Un passaggio che deve però essere prima discusso con i lavoratori. I sindacati hanno per questo hanno rifiutato di firmare il testo proposto dai rappresentanti dell'Embraco. In particolare, il confronto si è complicato sugli strumenti da usare per alleviare l’impatto causato dalla perdita dei posti e soprattutto sugli gli incentivi all’uscita. Embraco ha proposto 14 mensilità più sei mila euro per chi se ne va nel prossimo mese. Mentre i sindacati e in particolare Uilm ha chiesto 50 mila euro più mille per ciascun anno di anzianità maturato. Più in generale, tuttavia, c’è in gioco l’operazione di reindustrializzazione dell’area di Riva di Chieri (alle porte di Torino). Da questo punto di vista, attraverso il lavoro effettuato da Invitalia, sono ormai diverse le manifestazioni di interesse ma nessuna sembra in grado di assicurare da sola la piena occupazione dei 497 lavoratori che verrebbero licenziati a fine anno. Tutto è rimandato quindi alle ultime ore utili per evitare i licenziamenti che scatteranno il 29 marzo: azienda, sindacati e Regione Piemonte si rivedranno il 27.

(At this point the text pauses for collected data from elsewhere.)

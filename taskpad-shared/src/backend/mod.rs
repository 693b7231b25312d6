/// Boundary to the hosted backend
///
/// The hosted service exposes two endpoint groups, each modeled as a trait:
///
/// - [`AuthBackend`]: identity provider (register, authenticate, invalidate,
///   current session/identity, token refresh) plus a push channel of
///   [`AuthEvent`]s for session changes the client did not initiate.
/// - [`TaskStore`]: the `tasks` collection. Every call carries the bearer
///   credential; the backend applies a row-level filter so callers only ever
///   see and touch their own rows.
///
/// # Implementations
///
/// - [`RestBackend`]: HTTP client for the hosted service
/// - [`InMemoryBackend`]: deterministic in-process backend for tests and demos
///
/// # Example
///
/// ```
/// use std::sync::Arc;
/// use taskpad_shared::backend::{AuthBackend, InMemoryBackend, TaskStore};
///
/// let backend = Arc::new(InMemoryBackend::new());
/// let auth: Arc<dyn AuthBackend> = backend.clone();
/// let store: Arc<dyn TaskStore> = backend;
/// # let _ = (auth, store);
/// ```

pub mod memory;
pub mod rest;
pub mod session_file;

pub use memory::InMemoryBackend;
pub use rest::RestBackend;
pub use session_file::SessionFile;

use async_trait::async_trait;
use serde::{Deserialize, Serialize};
use std::fmt;
use tokio::sync::broadcast;
use uuid::Uuid;

use crate::models::{AuthSession, Task, TaskInsert, TaskPatch, User};

/// Capacity of the auth event channel
pub const AUTH_EVENT_CAPACITY: usize = 16;

/// Backend error types
#[derive(Debug, Clone, PartialEq, Eq, thiserror::Error)]
pub enum BackendError {
    /// Email/password pair rejected
    #[error("Invalid login credentials")]
    InvalidCredentials,

    /// Missing, invalid or expired bearer credential
    #[error("Unauthorized: {0}")]
    Unauthorized(String),

    /// Row-level security or permission refusal
    #[error("Forbidden: {0}")]
    Forbidden(String),

    /// Endpoint or record does not exist
    #[error("Not found: {0}")]
    NotFound(String),

    /// Uniqueness conflict (e.g. email already registered)
    #[error("Conflict: {0}")]
    Conflict(String),

    /// Input refused by the backend
    #[error("Request rejected: {0}")]
    Rejected(String),

    /// Transport failure
    #[error("Network error: {0}")]
    Network(String),

    /// Response body could not be decoded
    #[error("Invalid response: {0}")]
    Decode(String),

    /// Any other non-success status
    #[error("Backend error {status}: {message}")]
    Unexpected { status: u16, message: String },
}

/// Backend result type alias
pub type BackendResult<T> = Result<T, BackendError>;

/// Kind of provider-pushed auth event
#[derive(Debug, Clone, Copy, PartialEq, Eq, Serialize, Deserialize)]
#[serde(rename_all = "snake_case")]
pub enum AuthEventKind {
    SignedIn,
    SignedOut,
    TokenRefreshed,
    UserUpdated,
}

impl fmt::Display for AuthEventKind {
    fn fmt(&self, f: &mut fmt::Formatter<'_>) -> fmt::Result {
        match self {
            AuthEventKind::SignedIn => write!(f, "signed_in"),
            AuthEventKind::SignedOut => write!(f, "signed_out"),
            AuthEventKind::TokenRefreshed => write!(f, "token_refreshed"),
            AuthEventKind::UserUpdated => write!(f, "user_updated"),
        }
    }
}

/// Session change pushed by the provider
#[derive(Debug, Clone, PartialEq, Eq)]
pub struct AuthEvent {
    pub kind: AuthEventKind,

    /// New session (None for sign-out)
    pub session: Option<AuthSession>,
}

impl AuthEvent {
    pub fn signed_in(session: AuthSession) -> Self {
        AuthEvent {
            kind: AuthEventKind::SignedIn,
            session: Some(session),
        }
    }

    pub fn signed_out() -> Self {
        AuthEvent {
            kind: AuthEventKind::SignedOut,
            session: None,
        }
    }

    pub fn token_refreshed(session: AuthSession) -> Self {
        AuthEvent {
            kind: AuthEventKind::TokenRefreshed,
            session: Some(session),
        }
    }

    pub fn user_updated(session: AuthSession) -> Self {
        AuthEvent {
            kind: AuthEventKind::UserUpdated,
            session: Some(session),
        }
    }
}

/// Result of a registration request
#[derive(Debug, Clone, PartialEq, Eq)]
pub struct SignUpOutcome {
    /// Newly registered identity
    pub user: User,

    /// Present when the provider signs the user in immediately;
    /// None while email verification is pending
    pub session: Option<AuthSession>,
}

/// Identity provider endpoint group
#[async_trait]
pub trait AuthBackend: Send + Sync {
    /// Registers a new identity
    async fn sign_up(&self, email: &str, password: &str) -> BackendResult<SignUpOutcome>;

    /// Exchanges an email/password pair for a session
    async fn sign_in_with_password(&self, email: &str, password: &str)
        -> BackendResult<AuthSession>;

    /// Invalidates the session behind `access_token`
    async fn sign_out(&self, access_token: &str) -> BackendResult<()>;

    /// Returns the session the provider already holds, if any
    async fn get_session(&self) -> BackendResult<Option<AuthSession>>;

    /// Resolves the identity behind `access_token`
    async fn get_user(&self, access_token: &str) -> BackendResult<User>;

    /// Exchanges a refresh token for a new session
    async fn refresh_session(&self, refresh_token: &str) -> BackendResult<AuthSession>;

    /// Subscribes to provider-pushed session changes
    ///
    /// Only changes the client did not initiate through this trait are
    /// pushed (e.g. email verification completed elsewhere).
    fn subscribe(&self) -> broadcast::Receiver<AuthEvent>;
}

/// Data endpoint group for the `tasks` collection
///
/// Results are already restricted to rows owned by the user behind the
/// access token.
#[async_trait]
pub trait TaskStore: Send + Sync {
    /// Selects the caller's tasks, newest first
    async fn select_tasks(&self, access_token: &str) -> BackendResult<Vec<Task>>;

    /// Inserts a task and returns the stored row
    async fn insert_task(&self, access_token: &str, task: &TaskInsert) -> BackendResult<Task>;

    /// Updates an owned task by ID
    ///
    /// Returns None if no owned row matched.
    async fn update_task(
        &self,
        access_token: &str,
        id: Uuid,
        patch: &TaskPatch,
    ) -> BackendResult<Option<Task>>;

    /// Deletes an owned task by ID
    ///
    /// Returns false if no owned row matched.
    async fn delete_task(&self, access_token: &str, id: Uuid) -> BackendResult<bool>;
}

La Embraco produce compressori per frigoriferi nello stabilimento di Riva di Chieri (Torino) ed è dall’ottobre scorso in crisi per la decisione di spostare la produzione in altre aree, decisione che ha provocato la scelta di licenziare 497 persone su 500 circa e che ha scatenato la mobilitazione non solo delle organizzazioni sindacali ma anche delle Istituzioni locali (compresa la Curia di Torino), oltre che del Governo con momenti di forte tensione fra l’esecutivo e la multinazionale con dirigenza brasiliana ma proprietà americana.